**PROBLEM DESCRIPTION**
Word for word, restate the lines of the material below from its first line through the one containing "pub struct GeminiProvider". Omit the rest.

┄┄┄┄┄┄

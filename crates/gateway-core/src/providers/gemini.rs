//! Google Gemini adapter

use super::adapter::AdapterSettings;
use super::error_utils::{from_response, malformed_body, from_transport};
use super::sse::SseEvent;
use super::stream::{EventParser, ParsedEvent, ProviderStream, sse_stream};
use super::structured;
use crate::error::{GatewayError, GatewayResult};
use crate::types::{
    ChatMessage, GenerationOptions, GenerationResult, MessageRole, ProviderKind,
    StructuredContent, TokenUsage,
};
use reqwest::Client;
use serde_json::{Value, json};
use std::time::Instant;
use tracing::instrument;

/// Schema keywords the `responseSchema` subset rejects
const UNSUPPORTED_SCHEMA_KEYS: [&str; 3] = ["$schema", "$id", "additionalProperties"];

pub struct GeminiProvider {
    settings: AdapterSettings,
    http_client: Client,
}

impl GeminiProvider {
    pub fn new(settings: AdapterSettings, http_client: Client) -> Self {
        Self {
            settings,
            http_client,
        }
    }

    fn request_body(
        &self,
        messages: &[ChatMessage],
        options: &GenerationOptions,
        schema: Option<&Value>,
    ) -> Value {
        let system: Vec<&str> = messages
            .iter()
            .filter(|m| m.role == MessageRole::System)
            .map(|m| m.content.as_str())
            .collect();
        let contents: Vec<Value> = messages
            .iter()
            .filter(|m| m.role != MessageRole::System)
            .map(|m| {
                json!({
                    "role": if m.role == MessageRole::Assistant { "model" } else { "user" },
                    "parts": [{"text": m.content}],
                })
            })
            .collect();

        let mut body = json!({ "contents": contents });
        if !system.is_empty() {
            body["systemInstruction"] = json!({ "parts": [{"text": system.join("\n\n")}] });
        }

        let mut generation_config = json!({});
        if let Some(max_tokens) = options.max_tokens {
            generation_config["maxOutputTokens"] = json!(max_tokens);
        }
        if let Some(temperature) = options.temperature {
            generation_config["temperature"] = json!(temperature);
        }
        if let Some(schema) = schema {
            generation_config["responseMimeType"] = json!("application/json");
            generation_config["responseSchema"] = response_schema(schema);
        }
        if generation_config
            .as_object()
            .is_some_and(|obj| !obj.is_empty())
        {
            body["generationConfig"] = generation_config;
        }
        body
    }

    async fn send(&self, method: &str, body: &Value, started: Instant) -> GatewayResult<reqwest::Response> {
        // the key travels in a header so it never shows up in a logged URL
        let url = format!(
            "{}/v1beta/models/{}:{}",
            self.settings.base_url.trim_end_matches('/'),
            self.settings.model,
            method
        );
        let response = self
            .http_client
            .post(&url)
            .header("x-goog-api-key", self.settings.api_key.expose())
            .json(body)
            .send()
            .await
            .map_err(|e| from_transport(e, ProviderKind::Gemini, started))?;

        if !response.status().is_success() {
            return Err(from_response(response, ProviderKind::Gemini, started).await);
        }
        Ok(response)
    }

    async fn generate(
        &self,
        messages: &[ChatMessage],
        options: &GenerationOptions,
        schema: Option<&Value>,
    ) -> GatewayResult<GenerationResult> {
        let started = Instant::now();
        let body = self.request_body(messages, options, schema);
        let response = self.send("generateContent", &body, started).await?;
        let json: Value = response
            .json()
            .await
            .map_err(|e| malformed_body(e, ProviderKind::Gemini))?;
        parse_response(&json)
    }

    #[instrument(skip(self, messages, options), fields(model = %self.settings.model), level = "debug")]
    pub async fn generate_content(
        &self,
        messages: &[ChatMessage],
        options: &GenerationOptions,
    ) -> GatewayResult<GenerationResult> {
        self.generate(messages, options, None).await
    }

    #[instrument(skip(self, messages, options), fields(model = %self.settings.model), level = "debug")]
    pub async fn generate_content_stream(
        &self,
        messages: &[ChatMessage],
        options: &GenerationOptions,
    ) -> GatewayResult<ProviderStream> {
        let started = Instant::now();
        let body = self.request_body(messages, options, None);
        let response = self
            .send("streamGenerateContent?alt=sse", &body, started)
            .await?;
        Ok(sse_stream(
            Box::pin(response.bytes_stream()),
            GeminiEventParser::default(),
            ProviderKind::Gemini,
            started,
        ))
    }

    /// Native JSON mode; the result is still validated locally
    #[instrument(skip(self, messages, schema, options), fields(model = %self.settings.model), level = "debug")]
    pub async fn generate_structured_content(
        &self,
        messages: &[ChatMessage],
        schema: &Value,
        options: &GenerationOptions,
    ) -> GatewayResult<StructuredContent> {
        let result = self.generate(messages, options, Some(schema)).await?;
        let value = structured::coerce(&result.text, schema)?;
        Ok(StructuredContent {
            value,
            raw_text: result.text,
            usage: result.usage,
        })
    }
}

/// Copy of `schema` without the keywords Gemini refuses
fn response_schema(schema: &Value) -> Value {
    match schema {
        Value::Object(map) => Value::Object(
            map.iter()
                .filter(|(key, _)| !UNSUPPORTED_SCHEMA_KEYS.contains(&key.as_str()))
                .map(|(key, value)| (key.clone(), response_schema(value)))
                .collect(),
        ),
        Value::Array(items) => Value::Array(items.iter().map(response_schema).collect()),
        other => other.clone(),
    }
}

fn usage_from(metadata: &Value) -> TokenUsage {
    let field = |name: &str| metadata[name].as_u64().unwrap_or(0);
    TokenUsage::new(field("promptTokenCount"), field("candidatesTokenCount"))
        .with_cached(field("cachedContentTokenCount"))
}

fn candidate_text(json: &Value) -> String {
    json["candidates"][0]["content"]["parts"]
        .as_array()
        .map(|parts| parts.iter().filter_map(|p| p["text"].as_str()).collect())
        .unwrap_or_default()
}

fn parse_response(json: &Value) -> GatewayResult<GenerationResult> {
    let candidate = &json["candidates"][0];
    if candidate.is_null() {
        let reason = json["promptFeedback"]["blockReason"]
            .as_str()
            .unwrap_or("no candidates returned");
        return Err(GatewayError::upstream(
            ProviderKind::Gemini,
            format!("Gemini returned no output: {}", reason),
        ));
    }

    let truncated = candidate["finishReason"] == "MAX_TOKENS";
    Ok(GenerationResult::new(
        candidate_text(json),
        usage_from(&json["usageMetadata"]),
        ProviderKind::Gemini,
    )
    .with_truncated(truncated))
}

/// Every event is a full `GenerateContentResponse` carrying a text delta;
/// the body simply ends after the last one
#[derive(Debug, Default)]
struct GeminiEventParser {
    usage: TokenUsage,
}

impl EventParser for GeminiEventParser {
    fn on_event(&mut self, event: &SseEvent) -> GatewayResult<ParsedEvent> {
        let Ok(data) = serde_json::from_str::<Value>(&event.data) else {
            return Ok(ParsedEvent::skip());
        };
        if let Some(message) = data["error"]["message"].as_str() {
            return Err(GatewayError::upstream(
                ProviderKind::Gemini,
                format!("stream error: {}", message),
            ));
        }
        if data["usageMetadata"].is_object() {
            self.usage = usage_from(&data["usageMetadata"]);
        }
        Ok(ParsedEvent::text(candidate_text(&data)))
    }

    fn usage(&self) -> TokenUsage {
        self.usage
    }
}
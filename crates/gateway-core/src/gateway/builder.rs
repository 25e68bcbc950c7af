//! Builder for creating a gateway

use super::Gateway;
use crate::config::GatewayConfig;
use crate::credential::{ConfigurationResolver, CredentialStore, InMemoryCredentialStore};
use crate::error::GatewayResult;
use crate::fallback::FallbackOrchestrator;
use crate::ledger::UsageLedger;
use crate::providers::build_http_client;
use reqwest::Client;
use std::sync::Arc;
use std::time::Duration;

/// Connect timeout of the shared HTTP client
pub const DEFAULT_CONNECT_TIMEOUT: Duration = Duration::from_secs(5);

/// Builder for creating a [`Gateway`]
pub struct GatewayBuilder {
    config: GatewayConfig,
    store: Option<Arc<dyn CredentialStore>>,
    ledger: Option<Arc<UsageLedger>>,
    http_client: Option<Client>,
}

impl GatewayBuilder {
    pub fn new(config: GatewayConfig) -> Self {
        Self {
            config,
            store: None,
            ledger: None,
            http_client: None,
        }
    }

    /// Source of provider configurations; an empty store leaves only Mock
    pub fn store(mut self, store: Arc<dyn CredentialStore>) -> Self {
        self.store = Some(store);
        self
    }

    /// Share a usage ledger between gateways
    pub fn ledger(mut self, ledger: Arc<UsageLedger>) -> Self {
        self.ledger = Some(ledger);
        self
    }

    pub fn http_client(mut self, client: Client) -> Self {
        self.http_client = Some(client);
        self
    }

    /// Validate the configuration and assemble the gateway
    pub fn build(self) -> GatewayResult<Gateway> {
        self.config.validate()?;

        let store = self
            .store
            .unwrap_or_else(|| Arc::new(InMemoryCredentialStore::empty()));
        let ledger = self.ledger.unwrap_or_else(|| {
            Arc::new(UsageLedger::new(
                self.config.rate_limits(),
                self.config.pricing(),
            ))
        });
        let http_client = match self.http_client {
            Some(client) => client,
            None => build_http_client(DEFAULT_CONNECT_TIMEOUT)?,
        };

        let config = Arc::new(self.config);
        let resolver = ConfigurationResolver::new(
            store,
            config.credential_key.clone(),
            config.timeouts.credential_lookup,
        );
        let orchestrator = FallbackOrchestrator::new(
            resolver.clone(),
            Arc::clone(&config),
            http_client,
            Arc::clone(&ledger),
        );

        Ok(Gateway {
            config,
            resolver,
            orchestrator,
            ledger,
        })
    }
}
//! Chunking and ceiling parameters for the stream reconstructor

use crate::config::RuntimeEnvironment;
use serde::{Deserialize, Serialize};

/// Default split threshold in characters
pub const DEFAULT_CHUNK_SIZE: usize = 200;

/// Environment variable tuning the split threshold
pub const CHUNK_SIZE_ENV: &str = "GATEWAY_STREAM_CHUNK_SIZE";

/// Limits applied to a single streamed generation
#[derive(Debug, Clone, Copy, PartialEq, Eq, Serialize, Deserialize)]
#[serde(rename_all = "camelCase")]
pub struct StreamLimits {
    /// Buffer length (chars) above which a content frame is cut
    pub chunk_size: usize,
    /// Maximum number of content frames before a continuation
    pub max_chunks: usize,
    /// Maximum accumulated length (chars) before a continuation
    pub max_length: usize,
}

impl StreamLimits {
    pub fn for_environment(environment: RuntimeEnvironment) -> Self {
        match environment {
            RuntimeEnvironment::Production => Self {
                chunk_size: DEFAULT_CHUNK_SIZE,
                max_chunks: 2_000,
                max_length: 30_000,
            },
            RuntimeEnvironment::Development => Self {
                chunk_size: DEFAULT_CHUNK_SIZE,
                max_chunks: 4_000,
                max_length: 50_000,
            },
        }
    }

    pub fn with_chunk_size(mut self, chunk_size: usize) -> Self {
        self.chunk_size = chunk_size;
        self
    }

    pub fn with_max_chunks(mut self, max_chunks: usize) -> Self {
        self.max_chunks = max_chunks;
        self
    }

    pub fn with_max_length(mut self, max_length: usize) -> Self {
        self.max_length = max_length;
        self
    }

    pub fn validate(&self) -> Result<(), String> {
        if self.chunk_size == 0 {
            return Err("chunkSize must be greater than 0".to_string());
        }
        if self.max_chunks == 0 || self.max_length == 0 {
            return Err("maxChunks and maxLength must be greater than 0".to_string());
        }
        Ok(())
    }
}

impl Default for StreamLimits {
    fn default() -> Self {
        Self::for_environment(RuntimeEnvironment::default())
    }
}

┄┄┄┄┄┄

**SOLUTION**
filename crates/gateway-core/src/providers/gemini.rs
//! Google Gemini adapter

use super::adapter::AdapterSettings;
use super::error_utils::{from_response, malformed_body, from_transport};
use super::sse::SseEvent;
use super::stream::{EventParser, ParsedEvent, ProviderStream, sse_stream};
use super::structured;
use crate::error::{GatewayError, GatewayResult};
use crate::types::{
    ChatMessage, GenerationOptions, GenerationResult, MessageRole, ProviderKind,
    StructuredContent, TokenUsage,
};
use reqwest::Client;
use serde_json::{Value, json};
use std::time::Instant;
use tracing::instrument;

/// Schema keywords the `responseSchema` subset rejects
const UNSUPPORTED_SCHEMA_KEYS: [&str; 3] = ["$schema", "$id", "additionalProperties"];

pub struct GeminiProvider {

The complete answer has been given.